***** EXTRACTED RECORDS

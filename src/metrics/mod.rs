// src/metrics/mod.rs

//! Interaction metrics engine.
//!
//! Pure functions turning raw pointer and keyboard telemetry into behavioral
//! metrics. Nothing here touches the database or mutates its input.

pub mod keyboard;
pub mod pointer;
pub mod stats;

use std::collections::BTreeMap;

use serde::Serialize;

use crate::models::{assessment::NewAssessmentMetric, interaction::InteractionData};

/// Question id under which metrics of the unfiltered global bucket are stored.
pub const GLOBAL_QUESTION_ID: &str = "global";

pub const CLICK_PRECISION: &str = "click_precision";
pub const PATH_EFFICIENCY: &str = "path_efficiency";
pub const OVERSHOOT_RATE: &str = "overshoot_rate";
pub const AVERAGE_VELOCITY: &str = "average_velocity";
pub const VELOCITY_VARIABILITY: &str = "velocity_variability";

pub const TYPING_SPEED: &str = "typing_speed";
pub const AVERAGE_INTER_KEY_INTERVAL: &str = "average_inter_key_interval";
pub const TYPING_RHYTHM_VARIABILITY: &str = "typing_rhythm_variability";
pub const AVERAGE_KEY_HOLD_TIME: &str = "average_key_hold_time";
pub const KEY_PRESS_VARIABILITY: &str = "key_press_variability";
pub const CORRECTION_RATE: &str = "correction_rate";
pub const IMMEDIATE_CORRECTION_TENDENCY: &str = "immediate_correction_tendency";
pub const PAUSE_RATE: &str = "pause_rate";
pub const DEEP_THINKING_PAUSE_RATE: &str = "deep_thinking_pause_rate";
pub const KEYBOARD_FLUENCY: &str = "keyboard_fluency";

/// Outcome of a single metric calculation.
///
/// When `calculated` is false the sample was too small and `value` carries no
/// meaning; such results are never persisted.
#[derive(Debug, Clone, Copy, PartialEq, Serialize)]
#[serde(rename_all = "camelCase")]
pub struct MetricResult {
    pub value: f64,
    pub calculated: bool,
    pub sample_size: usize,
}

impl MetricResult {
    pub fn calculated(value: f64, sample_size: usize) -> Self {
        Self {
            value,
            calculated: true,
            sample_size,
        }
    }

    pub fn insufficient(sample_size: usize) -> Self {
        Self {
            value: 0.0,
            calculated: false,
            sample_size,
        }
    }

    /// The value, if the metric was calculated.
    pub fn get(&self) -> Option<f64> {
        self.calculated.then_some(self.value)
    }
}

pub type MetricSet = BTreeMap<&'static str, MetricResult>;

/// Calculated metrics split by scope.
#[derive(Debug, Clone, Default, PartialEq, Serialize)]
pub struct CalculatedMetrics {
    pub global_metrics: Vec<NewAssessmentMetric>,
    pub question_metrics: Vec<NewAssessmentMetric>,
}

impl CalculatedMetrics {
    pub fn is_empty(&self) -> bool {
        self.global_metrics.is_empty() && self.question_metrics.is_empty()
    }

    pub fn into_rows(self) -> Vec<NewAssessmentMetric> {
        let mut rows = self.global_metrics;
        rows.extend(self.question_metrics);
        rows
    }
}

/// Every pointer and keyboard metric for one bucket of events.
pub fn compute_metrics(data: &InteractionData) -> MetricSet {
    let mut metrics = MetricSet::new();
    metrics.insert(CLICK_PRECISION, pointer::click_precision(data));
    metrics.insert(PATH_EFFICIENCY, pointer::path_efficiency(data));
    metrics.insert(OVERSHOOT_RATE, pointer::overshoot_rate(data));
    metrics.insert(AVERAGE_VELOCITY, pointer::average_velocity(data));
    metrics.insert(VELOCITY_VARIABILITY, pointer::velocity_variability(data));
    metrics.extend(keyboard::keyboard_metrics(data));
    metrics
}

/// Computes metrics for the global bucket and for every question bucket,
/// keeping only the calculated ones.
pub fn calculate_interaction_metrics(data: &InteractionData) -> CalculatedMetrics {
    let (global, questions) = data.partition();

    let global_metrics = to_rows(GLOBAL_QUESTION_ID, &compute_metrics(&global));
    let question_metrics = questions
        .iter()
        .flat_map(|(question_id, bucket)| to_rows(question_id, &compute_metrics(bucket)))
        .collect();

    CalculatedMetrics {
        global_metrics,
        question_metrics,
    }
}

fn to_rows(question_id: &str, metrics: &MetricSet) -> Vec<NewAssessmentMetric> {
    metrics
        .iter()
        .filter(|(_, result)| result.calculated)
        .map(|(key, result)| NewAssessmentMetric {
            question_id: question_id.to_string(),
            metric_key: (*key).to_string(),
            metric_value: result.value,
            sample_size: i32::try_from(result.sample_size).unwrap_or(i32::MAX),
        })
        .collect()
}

**********
***** EXTRACTED RECORDS

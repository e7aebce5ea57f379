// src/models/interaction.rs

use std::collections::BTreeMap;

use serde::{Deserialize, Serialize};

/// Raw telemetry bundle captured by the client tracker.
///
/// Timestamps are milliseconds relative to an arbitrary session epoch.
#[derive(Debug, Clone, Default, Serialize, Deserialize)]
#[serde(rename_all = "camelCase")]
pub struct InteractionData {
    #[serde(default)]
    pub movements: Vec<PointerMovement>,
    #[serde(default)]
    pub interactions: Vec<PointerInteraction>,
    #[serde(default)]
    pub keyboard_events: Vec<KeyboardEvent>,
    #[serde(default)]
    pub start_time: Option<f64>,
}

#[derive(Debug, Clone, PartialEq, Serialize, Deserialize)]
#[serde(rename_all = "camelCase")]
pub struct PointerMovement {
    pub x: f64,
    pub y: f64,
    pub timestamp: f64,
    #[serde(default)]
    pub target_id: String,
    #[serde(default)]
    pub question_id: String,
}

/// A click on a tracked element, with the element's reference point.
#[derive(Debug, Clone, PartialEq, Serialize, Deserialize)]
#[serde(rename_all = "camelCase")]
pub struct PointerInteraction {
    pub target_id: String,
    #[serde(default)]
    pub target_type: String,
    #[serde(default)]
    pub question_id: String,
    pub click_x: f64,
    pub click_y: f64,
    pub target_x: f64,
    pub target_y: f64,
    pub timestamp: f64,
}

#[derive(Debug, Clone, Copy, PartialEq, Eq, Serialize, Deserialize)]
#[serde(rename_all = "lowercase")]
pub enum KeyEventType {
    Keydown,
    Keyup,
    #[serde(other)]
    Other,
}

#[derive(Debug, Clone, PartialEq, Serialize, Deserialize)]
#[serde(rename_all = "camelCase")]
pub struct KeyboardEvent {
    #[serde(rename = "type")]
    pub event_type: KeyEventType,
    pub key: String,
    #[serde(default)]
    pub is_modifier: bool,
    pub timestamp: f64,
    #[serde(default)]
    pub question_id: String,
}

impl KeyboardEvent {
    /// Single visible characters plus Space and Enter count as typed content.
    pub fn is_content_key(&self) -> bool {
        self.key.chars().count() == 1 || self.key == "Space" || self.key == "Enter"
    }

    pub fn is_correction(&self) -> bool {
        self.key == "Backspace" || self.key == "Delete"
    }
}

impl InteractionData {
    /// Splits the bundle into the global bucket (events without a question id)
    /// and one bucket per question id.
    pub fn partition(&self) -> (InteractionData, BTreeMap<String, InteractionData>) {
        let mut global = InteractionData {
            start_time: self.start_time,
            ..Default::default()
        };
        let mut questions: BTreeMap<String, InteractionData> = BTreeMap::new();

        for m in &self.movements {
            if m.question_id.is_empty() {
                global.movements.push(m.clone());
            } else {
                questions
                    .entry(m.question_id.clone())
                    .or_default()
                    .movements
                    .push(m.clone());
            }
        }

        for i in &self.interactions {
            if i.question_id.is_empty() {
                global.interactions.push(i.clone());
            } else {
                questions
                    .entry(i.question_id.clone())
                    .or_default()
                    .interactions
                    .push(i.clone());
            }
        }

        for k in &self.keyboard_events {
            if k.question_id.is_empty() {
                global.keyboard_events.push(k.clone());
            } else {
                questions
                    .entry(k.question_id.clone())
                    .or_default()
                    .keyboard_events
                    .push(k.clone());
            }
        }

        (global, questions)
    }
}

**********
***** EXTRACTED RECORDS

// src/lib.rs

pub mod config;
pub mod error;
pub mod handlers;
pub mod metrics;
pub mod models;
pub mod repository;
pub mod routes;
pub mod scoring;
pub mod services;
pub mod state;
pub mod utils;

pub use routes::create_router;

**********

THE PROBLEM | This task asks for the number of lines above that include the string "bundle". Respond with that number only.

OUTPUT OF THE EXERCISE | 2